The EBV/lipoplex is a nonviral gene delivery system composed of a cationic
lipid and Epstein-Barr virus (EBV)-based plasmid vector that carries the EBV oriP and
EBV nuclear antigen 1 (EBNA1) gene. Because the EBNA1 supports retention, nuclear localization, and transcriptional upregulation of the oriP-bearing plasmid, cells transfected with the EBV/lipoplex express the transgene at a very high level. We hypothesized that
tumor cells genetically manipulated with the EBV/lipoplex may be used as a
tumor vaccine without
drug selection, strongly contributing to
immunotherapy of patients with
malignancies. The
cytokines interleukin (IL)-12 and
IL-18 exert a variety of immune-regulatory functions including
interferon (IFN)-gamma production and cytotoxic T lymphocyte (CTL) and natural killer (NK) activation.

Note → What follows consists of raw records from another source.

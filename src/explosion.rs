// An explosion owns a ring of particles per color, all spawned at once from
// the same point. It's done once every particle has shrunk away.

use crate::color::Color;
use crate::config::BurstConfig;
use crate::draw::DrawTarget;
use crate::particle::{Particle, ParticleId};
use rand::Rng;
use vecmath::Vector2;

#[derive(Copy, Clone, Debug, Default, PartialEq, Eq)]
pub struct StepSummary {
    pub updated: usize,
    pub removed: usize,
}

pub struct Explosion<T: DrawTarget> {
    target: T,
    particles: Vec<Particle>,
    next_id: u32,
    completed: bool,
}

impl<T: DrawTarget> Explosion<T> {
    pub fn new<R: Rng>(
        origin: Vector2<f64>,
        colors: &[Color],
        max_radius: f64,
        target: T,
        config: &BurstConfig,
        rng: &mut R,
    ) -> Explosion<T> {
        let mut explosion = Explosion::empty(target);
        explosion.spawn_burst(origin, colors, max_radius, config, rng);
        explosion
    }

    pub fn empty(target: T) -> Explosion<T> {
        Explosion {
            target,
            particles: Vec::new(),
            next_id: 0,
            completed: false,
        }
    }

    pub fn spawn_burst<R: Rng>(
        &mut self,
        origin: Vector2<f64>,
        colors: &[Color],
        max_radius: f64,
        config: &BurstConfig,
        rng: &mut R,
    ) {
        let angles = config.burst_angles();
        self.particles.reserve(colors.len() * angles.len());
        for color in colors {
            for angle in &angles {
                let id = self.allocate_id();
                let particle =
                    Particle::spawn(id, origin, *angle, *color, max_radius, config, rng);
                self.particles.push(particle);
            }
        }
    }

    // The particle keeps its state but gets an id unique to this explosion
    pub fn add_particle(&mut self, particle: Particle) -> ParticleId {
        let id = self.allocate_id();
        self.particles.push(particle.with_id(id));
        id
    }

    fn allocate_id(&mut self) -> ParticleId {
        let id = ParticleId(self.next_id);
        self.next_id += 1;
        id
    }

    /// Advances every particle by `dt` and drops the ones that died.
    /// An explosion found empty at the start of a step is marked completed.
    pub fn step(&mut self, dt: f64) -> StepSummary {
        if self.particles.is_empty() {
            self.completed = true;
            return StepSummary::default();
        }

        let mut dead = Vec::new();
        for particle in self.particles.iter_mut() {
            if !particle.step(dt) {
                dead.push(particle.id());
            }
        }
        let updated = self.particles.len();

        // Removal waits until the pass is over so every particle is visited once
        for id in &dead {
            self.remove_particle(*id);
        }

        StepSummary {
            updated,
            removed: dead.len(),
        }
    }

    pub fn render(&self) -> Result<(), T::Error> {
        for particle in &self.particles {
            particle.render(&self.target)?;
        }
        Ok(())
    }

    // False if it was already gone. Completion is only ever flagged in `step`
    pub fn remove_particle(&mut self, id: ParticleId) -> bool {
        match self.particles.iter().position(|p| p.id() == id) {
            Some(idx) => {
                self.particles.remove(idx);
                true
            }
            None => false,
        }
    }

    pub fn particles(&self) -> &[Particle] {
        &self.particles
    }

    pub fn len(&self) -> usize {
        self.particles.len()
    }

    pub fn is_empty(&self) -> bool {
        self.particles.is_empty()
    }

    pub fn is_completed(&self) -> bool {
        self.completed
    }
}

#[cfg(test)]
mod tests {
    use super::*;
    use crate::config::{AngleSpacing, FIXED_TIMESTEP};
    use crate::draw::recorder::{Call, Recorder};
    use rand::rngs::StdRng;
    use rand::SeedableRng;
    use std::f64::consts::PI;

    const RED: Color = Color::rgb(0xff, 0, 0);
    const GREEN: Color = Color::rgb(0, 0xff, 0);
    const BLUE: Color = Color::rgb(0, 0, 0xff);

    fn burst(colors: &[Color], seed: u64) -> Explosion<Recorder> {
        let mut rng = StdRng::seed_from_u64(seed);
        Explosion::new(
            [100.0, 100.0],
            colors,
            10.0,
            Recorder::new(),
            &BurstConfig::default(),
            &mut rng,
        )
    }

    fn with_speeds(speeds: &[f64]) -> Explosion<Recorder> {
        let mut explosion = Explosion::empty(Recorder::new());
        for speed in speeds {
            explosion.add_particle(Particle::new(
                ParticleId(0),
                [0.0, 0.0],
                [8.0, 0.0],
                2.0,
                *speed,
                RED,
            ));
        }
        explosion
    }

    #[test]
    fn spawns_seven_particles_per_color() {
        assert_eq!(burst(&[RED], 1).len(), 7);
        assert_eq!(burst(&[RED, GREEN, BLUE], 2).len(), 21);
    }

    #[test]
    fn one_color_is_evenly_spaced_from_zero() {
        let explosion = burst(&[RED], 3);
        let mut angles: Vec<f64> = explosion
            .particles()
            .iter()
            .map(|p| {
                let a = p.vel[1].atan2(p.vel[0]);
                if a < -1e-9 {
                    a + 2.0 * PI
                } else {
                    a.max(0.0)
                }
            })
            .collect();
        angles.sort_by(|a, b| a.partial_cmp(b).unwrap());
        assert!(angles[0].abs() < 1e-9);
        for pair in angles.windows(2) {
            assert!((pair[1] - pair[0] - 2.0 * PI / 7.0).abs() < 1e-9);
        }
    }

    #[test]
    fn particle_ids_are_unique() {
        let explosion = burst(&[RED, GREEN], 4);
        let mut ids: Vec<u32> = explosion.particles().iter().map(|p| p.id().0).collect();
        ids.sort();
        ids.dedup();
        assert_eq!(ids.len(), 14);
    }

    #[test]
    fn rounded_degree_spacing_is_opt_in() {
        let config = BurstConfig {
            spacing: AngleSpacing::RoundedDegrees,
            ..BurstConfig::default()
        };
        let mut rng = StdRng::seed_from_u64(5);
        let explosion =
            Explosion::new([0.0, 0.0], &[RED], 10.0, Recorder::new(), &config, &mut rng);
        assert_eq!(explosion.len(), 8);
    }

    #[test]
    fn empty_palette_completes_on_first_step() {
        let mut explosion = burst(&[], 6);
        assert!(explosion.is_empty());
        assert!(!explosion.is_completed());
        assert_eq!(explosion.step(FIXED_TIMESTEP), StepSummary::default());
        assert!(explosion.is_completed());
    }

    #[test]
    fn completes_the_step_after_the_last_particle_dies() {
        let mut explosion = with_speeds(&[1.0, 1.0, 1.0]);
        for _ in 0..3 {
            let summary = explosion.step(0.25);
            assert_eq!(summary, StepSummary { updated: 3, removed: 0 });
            assert!(!explosion.is_completed());
        }
        assert_eq!(explosion.step(0.25), StepSummary { updated: 3, removed: 3 });
        assert!(explosion.is_empty());
        assert!(!explosion.is_completed());

        explosion.step(0.25);
        assert!(explosion.is_completed());
        explosion.step(0.25);
        assert!(explosion.is_completed());
    }

    #[test]
    fn removal_mid_pass_visits_every_particle() {
        // Particles at 4.0 die on the first quarter-second step
        let mut explosion = with_speeds(&[4.0, 1.0, 4.0, 4.0, 1.0, 2.0]);
        let survivors: Vec<ParticleId> = explosion
            .particles()
            .iter()
            .filter(|p| p.scale_speed < 4.0)
            .map(|p| p.id())
            .collect();

        let summary = explosion.step(0.25);
        assert_eq!(summary, StepSummary { updated: 6, removed: 3 });

        let remaining: Vec<ParticleId> =
            explosion.particles().iter().map(|p| p.id()).collect();
        assert_eq!(remaining, survivors);
        for p in explosion.particles() {
            assert_eq!(p.pos, [2.0, 0.0]);
            assert_eq!(p.scale, 1.0 - p.scale_speed * 0.25);
        }
    }

    #[test]
    fn completion_lands_the_step_after_death_at_sixty_hz() {
        for &(speed, completed_on) in &[(2.0, 31), (2.5, 25), (4.0, 16)] {
            let mut explosion = with_speeds(&[speed]);
            let mut steps = 0;
            while !explosion.is_completed() {
                steps += 1;
                explosion.step(FIXED_TIMESTEP);
                assert!(steps <= 100);
            }
            assert_eq!(steps, completed_on, "scale speed {}", speed);
        }
    }

    #[test]
    fn add_particle_keeps_scale_and_replaces_id() {
        let mut explosion = Explosion::empty(Recorder::new());
        let mut particle =
            Particle::new(ParticleId(42), [1.0, 2.0], [0.0, 0.0], 3.0, 1.0, RED);
        particle.scale = 0.5;
        let id = explosion.add_particle(particle);
        assert_eq!(id, ParticleId(0));
        assert_eq!(explosion.particles()[0].id(), id);
        assert_eq!(explosion.particles()[0].scale, 0.5);
        assert_eq!(explosion.particles()[0].pos, [1.0, 2.0]);
    }

    #[test]
    fn remove_particle_is_idempotent() {
        let mut explosion = with_speeds(&[1.0, 1.0]);
        let id = explosion.particles()[0].id();
        assert!(explosion.remove_particle(id));
        assert!(!explosion.remove_particle(id));
        assert_eq!(explosion.len(), 1);
        assert!(!explosion.is_completed());
    }

    #[test]
    fn dead_particles_are_never_drawn() {
        let mut explosion = with_speeds(&[4.0, 1.0]);
        explosion.render().unwrap();
        assert_eq!(explosion.target.fills(), 2);

        explosion.target.reset();
        explosion.step(0.25);
        explosion.render().unwrap();
        assert_eq!(explosion.target.fills(), 1);
        assert_eq!(explosion.target.count(&Call::Scale(0.75)), 1);
        assert_eq!(explosion.target.count(&Call::Scale(0.0)), 0);
    }

    #[test]
    fn render_propagates_target_errors() {
        let explosion = with_speeds(&[1.0]);
        explosion.target.fail_circles(true);
        assert!(explosion.render().is_err());
        assert_eq!(explosion.target.count(&Call::Restore), 1);
    }
}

Here, we investigated the possible
therapeutic effects of an autologous
tumor cell
vaccine in the
B16 melanoma model. The
vaccine was engineered to secrete
IL-12 and
IL-18 by means of the EBV/lipoplex. B16 cells were subcutaneously implanted into syngenic mice followed by repetitive immunization with irradiated B16 cells that had been transfected 3 days earlier by TFL2-3, a novel cationic
lipid, with EBV-plasmid vectors encoding
IL-12 and/or
IL-18 genes (B16/
mIL-12, B16/
mIL-18, and B16/
mIL-12+mIL-18). The mice vaccinated with B16/
mIL-12 underwent strong
tumor suppression accompanied by a high IFN-gamma production. Both CTL and NK activities were significantly elevated in these mice. When the
tumor cell
vaccine was prepared by means of conventional (non-EBV) plasmid vectors combined with the same cationic
lipid, the therapeutic outcome was not as good, suggesting the superiority of the EBV-based plasmid in engineering these types of
tumor vaccines. Vaccination with B16/
mIL-18 was not effective in suppressing
tumors, whereas B16/
mIL-12+mIL-18 showed comparable antitumor therapeutic validity as B16/
mIL-12 did. When IFN-gamma mutant (IFN-gamma(-/-) mice were treated, B16/
mIL-12
vaccine did not show any therapeutic activity, suggesting the necessity of IFN-gamma in the anti-
melanoma immune responses. In contrast, the antitumor effect was not affected by NK depletion in mice that received repetitive
injections with anti-
asialo GM1 antibody. Furthermore, vaccination with B16/
mIL-12 significantly suppressed pulmonary
metastases in mice that had been intravenously injected with parental B16. Our results suggest that the EBV/lipoplex is quite useful in generating an autologous
tumor cell
vaccine and that
IL-12 is an important component of the
vaccine.